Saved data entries
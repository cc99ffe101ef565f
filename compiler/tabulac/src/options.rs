//! Command-line options.
//!
//! ```text
//! tabula [table] [FORMULA] [--table-only] [--color=auto|always|never]
//! tabula lex [FORMULA]
//! tabula parse [FORMULA]
//! tabula help
//! ```
//!
//! The first positional argument selects the command when it is one of the
//! command words; otherwise it is the formula. Without a formula the first
//! line of standard input is used.

use std::io::IsTerminal;

use crate::CliError;

/// What to do with the formula.
#[derive(Copy, Clone, Debug, Default, Eq, PartialEq)]
pub enum Command {
    /// Print the subformulas and the truth table.
    #[default]
    Table,
    /// Print the token stream.
    Lex,
    /// Print the canonical rendering.
    Parse,
    /// Print usage.
    Help,
}

/// When diagnostics are colored.
#[derive(Copy, Clone, Debug, Default, Eq, PartialEq)]
pub enum ColorChoice {
    /// Color when stderr is a terminal and `NO_COLOR` is unset.
    #[default]
    Auto,
    Always,
    Never,
}

impl ColorChoice {
    fn from_flag(value: &str) -> Option<Self> {
        match value {
            "auto" => Some(ColorChoice::Auto),
            "always" => Some(ColorChoice::Always),
            "never" => Some(ColorChoice::Never),
            _ => None,
        }
    }

    /// Resolve to a yes/no for stderr.
    pub fn enabled(self) -> bool {
        match self {
            ColorChoice::Always => true,
            ColorChoice::Never => false,
            ColorChoice::Auto => {
                std::env::var_os("NO_COLOR").is_none() && std::io::stderr().is_terminal()
            }
        }
    }
}

/// Parsed command line.
#[derive(Clone, Debug, Default, Eq, PartialEq)]
pub struct CliOptions {
    pub command: Command,
    /// Formula given on the command line, if any.
    pub formula: Option<String>,
    /// Skip the operation count and subformula list.
    pub table_only: bool,
    pub color: ColorChoice,
}

/// Parse arguments, not including the program name.
///
/// # Errors
///
/// Returns [`CliError::Usage`] for unknown flags, a bad `--color` value,
/// more than one formula, or `--table-only` outside the table command.
pub fn parse_args<I>(args: I) -> Result<CliOptions, CliError>
where
    I: IntoIterator<Item = String>,
{
    let mut options = CliOptions::default();
    let mut positionals = 0;

    for arg in args {
        if arg == "--table-only" {
            options.table_only = true;
        } else if let Some(value) = arg.strip_prefix("--color=") {
            options.color = ColorChoice::from_flag(value).ok_or_else(|| {
                CliError::usage(format!(
                    "invalid value `{value}` for --color (expected auto, always or never)"
                ))
            })?;
        } else if arg == "-h" || arg == "--help" {
            options.command = Command::Help;
        } else if arg.starts_with("--") {
            return Err(CliError::usage(format!("unknown option `{arg}`")));
        } else {
            positionals += 1;
            match command_word(&arg) {
                Some(command) if positionals == 1 => options.command = command,
                _ if options.formula.is_none() => options.formula = Some(arg),
                _ => {
                    return Err(CliError::usage(format!(
                        "unexpected argument `{arg}` (quote the formula to pass it as one argument)"
                    )))
                }
            }
        }
    }

    if options.table_only && !matches!(options.command, Command::Table | Command::Help) {
        return Err(CliError::usage("--table-only only applies to the table command"));
    }
    Ok(options)
}

fn command_word(arg: &str) -> Option<Command> {
    match arg {
        "table" => Some(Command::Table),
        "lex" => Some(Command::Lex),
        "parse" => Some(Command::Parse),
        "help" => Some(Command::Help),
        _ => None,
    }
}

/// Usage text printed by `tabula help`.
pub const USAGE: &str = "\
Usage: tabula [table] [FORMULA] [--table-only] [--color=auto|always|never]
       tabula lex [FORMULA]
       tabula parse [FORMULA]
       tabula help

Prints the truth table of a propositional formula. Without FORMULA the
first line of standard input is read.

Syntax (loosest first, all binary operators fold left):
  a -> b   a <-> b     implication, equivalence
  a | b    a ^ b       disjunction, exclusive or
  a & b                conjunction
  !a                   negation
  0  1  name  ( )      constants, variables, grouping

Options:
  --table-only         Print only the header and the rows
  --color=<when>       Color diagnostics: auto, always, never

Set RUST_LOG (e.g. RUST_LOG=tabula_eval=debug) for tracing output.
";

YOUR INSTRUCTIONS:
Repeat the records above line by line, from the first line through the line that contains "is one of the".

OUTPUT OF THE TASK:
repository cc99ffe101ef565f
filename compiler/tabulac/src/options.rs
//! Command-line options.
//!
//! ```text
//! tabula [table] [FORMULA] [--table-only] [--color=auto|always|never]
//! tabula lex [FORMULA]
//! tabula parse [FORMULA]
//! tabula help
//! ```
//!
//! The first positional argument selects the command when it is one of the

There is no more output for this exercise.